When I picked Alan up from work, I asked if he had heard the news, and he said, “Yes. And I don’t really want to talk about a guy who died from cancer.” We switched topics and talked about something else the rest of the way home.
In this week’s My (Mildly) Roaring 20s post, I’d like to talk about what life with Alan has been like after his own battle with cancer and the one lingering thing I thought would go away but never did.
For all the preparation we received, there was one thing that no one ever mentioned: that after it was all over (the chemo, the radiation, the deep-seated fear, the blood tests, the scans), it would never really be all over. Of course, some of it is long gone, but the fear, the thing that I assumed would disappear when he got better, never went away.

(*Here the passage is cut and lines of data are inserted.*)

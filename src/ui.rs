//! Terminal rendering of the catalog browser.
//!
//! The renderer only reads [`AppState`] and writes back the hit-test
//! rectangles the mouse handler needs; it never changes view or panel state.

use ratatui::{
    Frame,
    layout::{Constraint, Direction, Layout},
    prelude::{Position, Rect},
    style::{Modifier, Style},
    text::{Line, Span},
    widgets::{Block, BorderType, Borders, Paragraph, Wrap},
};
use unicode_width::{UnicodeWidthChar, UnicodeWidthStr};

use crate::state::{AppState, Focus};
use crate::theme::{KeyChord, theme};

/// Category groups and cards.
mod cards;
/// Detail panel.
mod details;
/// Status toast.
mod status;

/// Height of the search bar including borders.
const SEARCH_H: u16 = 3;

/// What: Render one frame of the browser.
///
/// Inputs:
/// - `f`: Frame to draw into.
/// - `app`: Application state; hit-test rectangles are refreshed in place.
///
/// Details:
/// - Layout: search bar, cards (left) with the detail panel (right) when open,
///   optional keybind footer, and a status toast on top.
pub fn ui(f: &mut Frame, app: &mut AppState) {
    let th = theme();
    let area = f.area();
    f.render_widget(Block::default().style(Style::default().bg(th.base)), area);
    clear_hit_rects(app);

    let footer_h = u16::from(app.settings.show_keybinds_footer);
    let chunks = Layout::default()
        .direction(Direction::Vertical)
        .constraints([
            Constraint::Length(SEARCH_H),
            Constraint::Min(1),
            Constraint::Length(footer_h),
        ])
        .split(area);

    render_search(f, app, chunks[0]);

    if app.panel.content().is_some() {
        let body = Layout::default()
            .direction(Direction::Horizontal)
            .constraints([Constraint::Percentage(55), Constraint::Percentage(45)])
            .split(chunks[1]);
        cards::render_cards(f, app, body[0]);
        details::render_details(f, app, body[1]);
    } else {
        cards::render_cards(f, app, chunks[1]);
    }

    if footer_h > 0 {
        render_footer(f, app, chunks[2]);
    }
    status::render_status(f, app, area);
}

/// What: Render the fatal startup screen shown when the dataset cannot be loaded.
///
/// Inputs:
/// - `f`: Frame to draw into.
/// - `message`: Error text; stays until the user quits.
/// - `quit`: Configured quit chords, listed in the hint line.
pub fn render_fatal(f: &mut Frame, message: &str, quit: &[KeyChord]) {
    let th = theme();
    let area = f.area();
    let para = Paragraph::new(vec![
        Line::from(Span::styled(
            message.to_string(),
            Style::default().fg(th.red).add_modifier(Modifier::BOLD),
        )),
        Line::default(),
        Line::from(Span::styled(quit_hint(quit), Style::default().fg(th.subtext0))),
    ])
    .wrap(Wrap { trim: true })
    .block(
        Block::default()
            .borders(Borders::ALL)
            .border_type(BorderType::Rounded)
            .title(Span::styled(
                " Casebook ",
                Style::default().fg(th.red).add_modifier(Modifier::BOLD),
            ))
            .border_style(Style::default().fg(th.red))
            .style(Style::default().bg(th.base)),
    );
    f.render_widget(para, area);
}

/// Forget rectangles from the previous frame so stale hits never match.
fn clear_hit_rects(app: &mut AppState) {
    app.cards_rect = None;
    app.panel_rect = None;
    app.close_button_rect = None;
    app.favorite_button_rect = None;
    app.favorites_toggle_rect = None;
    app.search_rect = None;
    app.card_hits.clear();
    app.related_hits.clear();
}

/// Search input plus the favorites-view toggle on the right.
fn render_search(f: &mut Frame, app: &mut AppState, area: Rect) {
    let th = theme();
    let focused = app.focus == Focus::Search;
    let toggle = if app.inputs.favorites_only {
        " ★ Favorites "
    } else {
        " ☆ All records "
    };
    let toggle_w = u16::try_from(UnicodeWidthStr::width(toggle)).unwrap_or(0);
    let chunks = Layout::default()
        .direction(Direction::Horizontal)
        .constraints([Constraint::Min(10), Constraint::Length(toggle_w + 2)])
        .split(area);

    let block = Block::default()
        .borders(Borders::ALL)
        .border_type(BorderType::Rounded)
        .title(Span::styled(
            " Search ",
            Style::default().fg(th.mauve).add_modifier(Modifier::BOLD),
        ))
        .border_style(Style::default().fg(if focused { th.sapphire } else { th.overlay1 }));
    let inner = block.inner(chunks[0]);
    let text = &app.inputs.search_text;
    let line = if text.is_empty() && !focused {
        Line::from(Span::styled(
            "Type to filter records…",
            Style::default().fg(th.overlay1).add_modifier(Modifier::ITALIC),
        ))
    } else {
        Line::from(vec![
            Span::styled("> ", Style::default().fg(th.sapphire)),
            Span::styled(text.clone(), Style::default().fg(th.text)),
        ])
    };
    f.render_widget(Paragraph::new(line).block(block), chunks[0]);
    app.search_rect = Some((chunks[0].x, chunks[0].y, chunks[0].width, chunks[0].height));
    if focused && inner.width > 0 {
        let offset = u16::try_from(UnicodeWidthStr::width(text.as_str()) + 2).unwrap_or(u16::MAX);
        let x = inner.x.saturating_add(offset).min(inner.x + inner.width - 1);
        f.set_cursor_position(Position::new(x, inner.y));
    }

    let fg = if app.inputs.favorites_only {
        th.yellow
    } else {
        th.subtext0
    };
    let tb = Block::default()
        .borders(Borders::ALL)
        .border_type(BorderType::Rounded)
        .border_style(Style::default().fg(fg));
    f.render_widget(
        Paragraph::new(Span::styled(
            toggle,
            Style::default().fg(fg).add_modifier(Modifier::BOLD),
        ))
        .block(tb),
        chunks[1],
    );
    app.favorites_toggle_rect = Some((chunks[1].x, chunks[1].y, chunks[1].width, chunks[1].height));
}

/// One-line keybind hint.
fn render_footer(f: &mut Frame, app: &AppState, area: Rect) {
    let th = theme();
    let km = &app.settings.keymap;
    let mut spans = Vec::new();
    let mut push = |key: String, what: &str| {
        spans.push(Span::styled(
            format!(" {key} "),
            Style::default().fg(th.base).bg(th.overlay1),
        ));
        spans.push(Span::styled(format!(" {what}  "), Style::default().fg(th.subtext0)));
    };
    push(first_label(&km.focus_search), "search");
    push(first_label(&km.activate), "open");
    if app.panel.is_open() {
        push(first_label(&km.toggle_favorite), "favorite");
        push(first_label(&km.close_panel), "close");
    }
    push(first_label(&km.toggle_favorites_view), "favorites view");
    push(first_label(&km.cycle_focus), "focus");
    push(first_label(&km.quit), "quit");
    f.render_widget(Paragraph::new(Line::from(spans)), area);
}

/// Label of the first chord bound to an action.
fn first_label(chords: &[KeyChord]) -> String {
    chords.first().map_or_else(|| "-".to_string(), KeyChord::label)
}

/// Hint line naming every quit chord, e.g. `Press Ctrl+C or Ctrl+Q to quit.`
fn quit_hint(chords: &[KeyChord]) -> String {
    if chords.is_empty() {
        return "No quit key is bound; close the terminal to exit.".to_string();
    }
    let labels: Vec<String> = chords.iter().map(KeyChord::label).collect();
    format!("Press {} to quit.", labels.join(" or "))
}

/// What: Cut `s` to at most `max` display columns, adding an ellipsis when cut.
///
/// Inputs:
/// - `s`: Text to fit.
/// - `max`: Available columns.
///
/// Output:
/// - Text whose display width does not exceed `max`.
pub(crate) fn truncate_to_width(s: &str, max: usize) -> String {
    if UnicodeWidthStr::width(s) <= max {
        return s.to_string();
    }
    if max == 0 {
        return String::new();
    }
    let mut out = String::new();
    let mut w = 0;
    for ch in s.chars() {
        let cw = UnicodeWidthChar::width(ch).unwrap_or(0);
        if w + cw + 1 > max {
            break;
        }
        out.push(ch);
        w += cw;
    }
    out.push('…');
    out
}

/// What: Word-wrap text into lines of at most `width` display columns.
///
/// Inputs:
/// - `text`: Text that may contain explicit line breaks.
/// - `width`: Maximum line width.
///
/// Output:
/// - Wrapped lines; explicit breaks and blank lines are kept.
///
/// Details:
/// - Words longer than `width` are split across lines.
pub(crate) fn wrap_text(text: &str, width: usize) -> Vec<String> {
    let width = width.max(1);
    let mut out = Vec::new();
    for raw in text.lines() {
        let mut line = String::new();
        let mut line_w = 0;
        for word in raw.split_whitespace() {
            let word_w = UnicodeWidthStr::width(word);
            if line_w > 0 && line_w + 1 + word_w > width {
                out.push(std::mem::take(&mut line));
                line_w = 0;
            }
            if line_w > 0 {
                line.push(' ');
                line_w += 1;
            }
            for ch in word.chars() {
                let cw = UnicodeWidthChar::width(ch).unwrap_or(0);
                if line_w + cw > width && line_w > 0 {
                    out.push(std::mem::take(&mut line));
                    line_w = 0;
                }
                line.push(ch);
                line_w += cw;
            }
        }
        out.push(line);
    }
    if out.is_empty() {
        out.push(String::new());
    }
    out
}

It’s gotten better over time, but for a while, every week there’d be a new crisis: this weird pain in his left shoulder, this dull ache in his leg. To him, they all signaled the return of his cancer. It seemed that the better things got in life, the more he had to lose and the more paranoid he became of his body’s impending betrayal. When he’d start to worry, it would be intense, keeping him up at night and weighing him down.
When friends and family ask me how Alan’s doing these days, I say he’s doing great — because he is — but I never tell them about the fear. For the longest time, I couldn’t really explain it. I didn’t know how to put it into words that wouldn’t sound silly. Then my friend Irene sent me this xkcd comic (above) with a note “thought you should see this” and it was like ah ha! This explains it exactly.
When the fear sets in, all I can do is reassure him that that weird pain — a pain that would simply be a nuisance to anyone else — is probably nothing and that he’s going to be okay. And, also, to not talk about Steve Jobs.